Reputation: 7089
Ok so I messed up! I was working with a repo that had the following structure
master
|
v
A--B--C--D--E--F--G
\
\
H--I
^
|
feature
I was working on the feature
branch and once I was done, I merged into master
. This resulted in merge conflicts that I had to fix manually ... which I thought I did correctly. Today, however, my coworker told me that I have broken stuff they have developed in F
. These broken part are unrelated to what I have added -- apparently in resolving the conflicts I've deleted a bunch of stuff.
How can I "revert" the repo such that I recover their changes while preserving mine? To make things worse, I have already deleted the feature
branch on my local repo and its not been pushed to origin. This is what the repo looks like right now
master
|
v
A--B--C--D--E--F--G--J
I have tried
git reset --hard HEAD~
git merge origin/master --no-ff
hoping that would let me manually edit the merged files but it always automatically pulls the latest ...
Upvotes: 4
Views: 7296
Reputation: 43780
You can do git cherry-pick <SHA-F>
and reapply the changes from that commit.
If the files affected are across multiple commits you can also do
git checkout <SHA> -- <filename>
You can then create one commit that fixes all the files that were broken.
Since you have pushed your changes redoing the merge is not a good option. As you want to avoid rewriting pushed history.
Upvotes: 1
Reputation: 28981
No worries. Nothing vital lost, it is git.

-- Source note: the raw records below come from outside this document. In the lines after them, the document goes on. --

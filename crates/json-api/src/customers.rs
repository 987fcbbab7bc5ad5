//! Customer identity middleware.
//!
//! The fronting authentication layer identifies the signed-in customer with
//! trusted request headers.

use salvo::prelude::*;
use storefront::orders::{Customer, CustomerUuid};

use crate::extensions::*;

pub(crate) const CUSTOMER_UUID_HEADER: &str = "x-customer-uuid";
pub(crate) const CUSTOMER_NAME_HEADER: &str = "x-customer-name";

#[salvo::handler]
pub(crate) async fn handler(
    req: &mut Request,
    depot: &mut Depot,
    res: &mut Response,
    ctrl: &mut FlowCtrl,
) {
    let Some(customer) = extract_customer(req) else {
        res.render(StatusError::unauthorized().brief("Missing or invalid customer headers"));
        ctrl.skip_rest();

        return;
    };

    depot.insert_customer(customer);

    ctrl.call_next(req, depot, res).await;
}

fn extract_customer(req: &Request) -> Option<Customer> {
    let uuid = req
        .headers()
        .get(CUSTOMER_UUID_HEADER)?
        .to_str()
        .ok()?
        .trim()
        .parse::<CustomerUuid>()
        .ok()?;

    let name = req
        .headers()
        .get(CUSTOMER_NAME_HEADER)
        .and_then(|value| value.to_str().ok())
        .map(str::trim)
        .filter(|name| !name.is_empty())
        .unwrap_or("Customer")
        .to_string();

    Some(Customer { uuid, name })
}
//! Cart

mod cookie;
pub(crate) mod errors;
pub(crate) mod handlers;
pub(crate) mod items;
pub(crate) mod models;

use salvo::prelude::{Json, Response, StatusError};
use storefront::cart::Cart;

use crate::{extensions::*, observability::record_cart_mutation, state::State};

pub(crate) use cookie::CartCookie;
pub(crate) use handlers::*;
pub(crate) use models::CartResponse;

#[cfg(test)]
pub(crate) use cookie::{decode_cart, encode_cart};

/// Write a changed cart back to its cookie and render it.
pub(crate) fn save_and_render(
    state: &State,
    res: &mut Response,
    cart: &Cart,
    operation: &str,
) -> Result<Json<CartResponse>, StatusError> {
    state
        .cart_cookie
        .store(res, cart)
        .or_500("failed to encode cart cookie")?;

    record_cart_mutation(operation);

    CartResponse::from_cart(cart, state.currency)
        .map(Json)
        .or_500("failed to total cart")
}
//! Cart
//!
//! A cart is an ordered list of [`CartLine`]s keyed by product. It is a plain
//! value: callers load it from wherever it is stored (a cookie in the JSON
//! API), apply operations, and write it back.

use rust_decimal::Decimal;
use serde::{Deserialize, Serialize};
use thiserror::Error;

use crate::{
    pricing::{PricingError, grand_total},
    products::{CatalogProduct, ProductUuid},
};

mod line;

pub use line::CartLine;

/// Errors raised by cart operations.
#[derive(Debug, Error, PartialEq, Eq)]
pub enum CartError {
    /// Quantities must be at least one.
    #[error("quantity must be at least 1, got {0}")]
    InvalidQuantity(u32),

    /// Amount arithmetic failed.
    #[error(transparent)]
    Pricing(#[from] PricingError),
}

/// Shopping cart
#[derive(Debug, Clone, Default, PartialEq, Eq, Serialize, Deserialize)]
#[serde(transparent)]
pub struct Cart {
    lines: Vec<CartLine>,
}

impl Cart {
    /// Create an empty cart.
    #[must_use]
    pub fn new() -> Self {
        Self::default()
    }

    /// Rebuild a cart from previously stored lines.
    ///
    /// Totals are recomputed, lines that violate the line invariants or push
    /// the grand total over [`MAX_AMOUNT`](crate::pricing::MAX_AMOUNT) are dropped, and only the first
    /// line for each product is kept.
    #[must_use]
    pub fn from_lines(lines: impl IntoIterator<Item = CartLine>) -> Self {
        let mut cart = Self::new();

        for line in lines {
            if cart.contains(line.product_id()) {
                continue;
            }

            let Ok(line) = line.normalized() else {
                continue;
            };

            cart.lines.push(line);

            if cart.grand_total().is_err() {
                cart.lines.pop();
            }
        }

        cart
    }

    /// Add one unit of a product.
    ///
    /// If the product already has a line its quantity is incremented and the
    /// stored unit amount is kept. Otherwise `resolve` is called to look the
    /// product up and a line with quantity 1 is appended; an unknown product
    /// is ignored. Returns the resulting number of lines.
    ///
    /// # Errors
    ///
    /// Returns [`CartError::Pricing`] when the product price is invalid or the
    /// new quantity or a total crosses a storage limit. The cart is unchanged.
    pub fn add_item<F>(&mut self, product: ProductUuid, resolve: F) -> Result<usize, CartError>
    where
        F: FnOnce() -> Option<CatalogProduct>,
    {
        self.apply(|cart| {
            if let Some(line) = cart.line_mut(product) {
                let quantity = line.quantity().saturating_add(1);

                line.set_quantity(quantity)
            } else if let Some(found) = resolve() {
                cart.push_line(product, &found, 1)
            } else {
                Ok(())
            }
        })?;

        Ok(self.len())
    }

    /// Add a product with an explicit quantity.
    ///
    /// An existing line has its quantity replaced (not incremented). Otherwise
    /// `resolve` is called and a line with `quantity` units is appended; an
    /// unknown product is ignored. Returns the resulting number of lines.
    ///
    /// # Errors
    ///
    /// - [`CartError::InvalidQuantity`]: `quantity` is zero.
    /// - [`CartError::Pricing`]: the price is invalid, `quantity` is above
    ///   [`MAX_QUANTITY`](crate::pricing::MAX_QUANTITY), or a total is above [`MAX_AMOUNT`](crate::pricing::MAX_AMOUNT).
    pub fn add_item_with_quantity<F>(
        &mut self,
        product: ProductUuid,
        quantity: u32,
        resolve: F,
    ) -> Result<usize, CartError>
    where
        F: FnOnce() -> Option<CatalogProduct>,
    {
        if quantity == 0 {
            return Err(CartError::InvalidQuantity(quantity));
        }

        self.apply(|cart| {
            if let Some(line) = cart.line_mut(product) {
                line.set_quantity(quantity)
            } else if let Some(found) = resolve() {
                cart.push_line(product, &found, quantity)
            } else {
                Ok(())
            }
        })?;

        Ok(self.len())
    }

    /// Remove every line for `product`. Unknown products leave the cart unchanged.
    pub fn remove_item(&mut self, product: ProductUuid) {
        self.lines.retain(|line| line.product_id() != product);
    }

    /// Increase the quantity of `product` by one.
    ///
    /// # Errors
    ///
    /// Returns [`CartError::Pricing`] when the new quantity or a total crosses
    /// a storage limit. The cart is unchanged.
    pub fn increment_quantity(&mut self, product: ProductUuid) -> Result<(), CartError> {
        self.apply(|cart| match cart.line_mut(product) {
            Some(line) => line.set_quantity(line.quantity().saturating_add(1)),
            None => Ok(()),
        })
    }

    /// Decrease the quantity of `product` by one, never going below one.
    ///
    /// # Errors
    ///
    /// Returns [`CartError::Pricing`] when the new total cannot be computed.
    pub fn decrement_quantity(&mut self, product: ProductUuid) -> Result<(), CartError> {
        if let Some(line) = self.line_mut(product)
            && line.quantity() > 1
        {
            let quantity = line.quantity() - 1;

            line.set_quantity(quantity)?;
        }

        Ok(())
    }

    /// Sum of all line totals.
    ///
    /// # Errors
    ///
    /// Returns a [`PricingError`] if the sum overflows or is above the storage limit.
    pub fn grand_total(&self) -> Result<Decimal, PricingError> {
        grand_total(self.lines.iter().map(CartLine::total_amount))
    }

    /// Remove every line.
    pub fn clear(&mut self) {
        self.lines.clear();
    }

    /// Whether `product` has a line in this cart.
    pub fn contains(&self, product: ProductUuid) -> bool {
        self.line(product).is_some()
    }

    /// The line for `product`, if any.
    pub fn line(&self, product: ProductUuid) -> Option<&CartLine> {
        self.lines.iter().find(|line| line.product_id() == product)
    }

    /// All lines in insertion order.
    pub fn lines(&self) -> &[CartLine] {
        &self.lines
    }

    /// Consume the cart, returning its lines.
    #[must_use]
    pub fn into_lines(self) -> Vec<CartLine> {
        self.lines
    }

    /// Number of lines.
    pub fn len(&self) -> usize {
        self.lines.len()
    }

    /// Whether the cart has no lines.
    pub fn is_empty(&self) -> bool {
        self.lines.is_empty()
    }

    /// Total number of units across all lines.
    pub fn item_count(&self) -> u64 {
        self.lines.iter().map(|line| u64::from(line.quantity())).sum()
    }

    /// Run `change` on a copy and keep it only if the grand total still fits.
    fn apply<F>(&mut self, change: F) -> Result<(), CartError>
    where
        F: FnOnce(&mut Self) -> Result<(), CartError>,
    {
        let mut next = self.clone();

        change(&mut next)?;
        next.grand_total()?;

        *self = next;

        Ok(())
    }

    fn line_mut(&mut self, product: ProductUuid) -> Option<&mut CartLine> {
        self.lines
            .iter_mut()
            .find(|line| line.product_id() == product)
    }

    fn push_line(
        &mut self,
        product: ProductUuid,
        found: &CatalogProduct,
        quantity: u32,
    ) -> Result<(), CartError> {
        let found = CatalogProduct {
            uuid: product,
            ..found.clone()
        };

        self.lines.push(CartLine::new(&found, quantity)?);

        Ok(())
    }
}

If you merged, you should have a merge commit (a commit with two parents). Are you sure about how does the history look like? Use git log --graph
to see the structure of merges.
As you already published the merge to public repo and other developers have it, I don't recommend to use hard resets and rebases.
So, you should find your merge commit and do git revert <sha1ofmerge> --mainline 1 --no-commit
, it will modify your local files to undo all changes you made by the merge. Then review the changes, do git checkout <files>
for that you want to keep and leave only changes you need to do for other developers make happier. When just git commit
.
Having the merge commit, you could restore your branch by git branch feature <sha1ofmerge>^2
, here "^2" means second parent, i.e. when you merged feature into master.